Dealing almost exclusively with business men who were borderline cases and whose financial qualifications for the loans they desired were unattractive, Lenders' superficial efforts to procure financing were foredoomed to failure — a failure that in actuality is reflected in the procuring of loans for less than one per cent of applicants from whom an advance fee had been obtained. Although this ratio existed from the inception of the operation, appellants continued by use of the mails to solicit prospects, continued to advertise their success as financial consultants and loan placement experts, and continued to inviegle the unsuspecting and unwary small business firms into payment of the advance fees.

After the advance fee had been paid, and the contract accepted, the applicant was besieged with forms to be completed and was repeatedly assured that Lenders was in the process of obtaining the loan. The pattern of operation pursued by appellants was designed to and did lull the applicant into feeling that the loan would soon be forthcoming. But in regard to substantially all of the accepted contracts, the ultimate result was "no loan and no refund."

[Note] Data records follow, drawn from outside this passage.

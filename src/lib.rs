//! Voice Tutor - spoken-conversation turn controller for language practice
//!
//! This library drives one learner's spoken practice session:
//! - Microphone capture and reply playback
//! - Transcription plus a streaming, incrementally merged tutor reply
//! - Speaking metrics, badges and a persisted pronunciation history
//! - Optional escalation of a turn for human review
//!
//! # Architecture
//!
//! ```text
//! ┌─────────────────────────────────────────────────────┐
//! │                 SessionController                    │
//! │   Turn state  │  Watchdog  │  Snapshot merge         │
//! └──────┬──────────────┬──────────────┬────────────────┘
//!        │              │              │
//! ┌──────▼─────┐ ┌──────▼──────┐ ┌─────▼──────────────┐
//! │   Voice    │ │   Stream    │ │ Metrics / History  │
//! │ capture,   │ │ transcribe, │ │ Escalation         │
//! │ playback   │ │ NDJSON reply│ │                    │
//! └────────────┘ └─────────────┘ └────────────────────┘
//! ```

pub mod config;
pub mod conversation;
pub mod error;
pub mod escalation;
pub mod history;
pub mod metrics;
pub mod session;
pub mod stream;
pub mod voice;
pub mod watchdog;

pub use config::Config;
pub use conversation::{
    AudioRef, ConversationMessage, Level, MessageContent, PracticeMode, Role, assistant_has_text,
    last_user_transcript,
};
pub use error::{Error, Result};
pub use escalation::{EscalationDraft, EscalationManager, EscalationRecord, EscalationRequest};
pub use history::{PronunciationHistory, PronunciationHistoryEntry, ProgressSummary};
pub use metrics::{BadgeSet, ScoringParams, SpeakingMetrics, TurnScore, score_turn};
pub use session::{SessionController, SessionOptions, SessionServices, TurnOutcome, TurnState};
pub use stream::{InferenceService, Snapshot, StreamEvent, StreamHandle, StreamingClient};
pub use watchdog::Watchdog;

Some dissatisfied applicants became very irate and continued their efforts to obtain refunds from appellants. Others apparently accepted their fate after receiving a standard response to their complaints in which they were informed that they should have read their contracts more carefully; or that the field representatives were independent contractors and Lenders could not be responsible for any exaggerated or false claims made by such salesmen; or that the applicants had not complied with the contracts by not providing exact and accurate information.

In summary, even assuming that Lenders was initially motivated by legitimate purposes, it became apparent very early in the venture that fraudulent and deceptive means were being pursued in securing the advance fee payments. However, instead of initiating effective corrective measures to alleviate the fraudulent practices, appellants followed a course which actually intensified the wrongdoing. Exemplifying the limits to which the scheme was extended is the following statement made by one of the appellants at a sales training session held in mid-October, 1959, "Gentlemen, we're giving you a license to steal." As Mr. Echeles and Mr. Oliver aptly and candidly stated in their brief on this appeal:

"When neither loan nor refund was forthcoming, the complaining would-be borrower was put off with lulling letters. * * * The records introduced into evidence by the government showed the ratio of actual loans to applications so infinitesimal as to impel the conclusion that whatever the state of knowledge of the Lenders\' representative when he called on the borrower, the persons responsible for the good faith execution of the contract never intended to perform according to its ostensive spirit."
CONTENTIONS OF ERROR
I

Although Benedec, et al. do not challenge the proof of the fraudulent scheme nor the use of the mails pursuant thereto, they do contend that the Government's evidence failed to identify them as...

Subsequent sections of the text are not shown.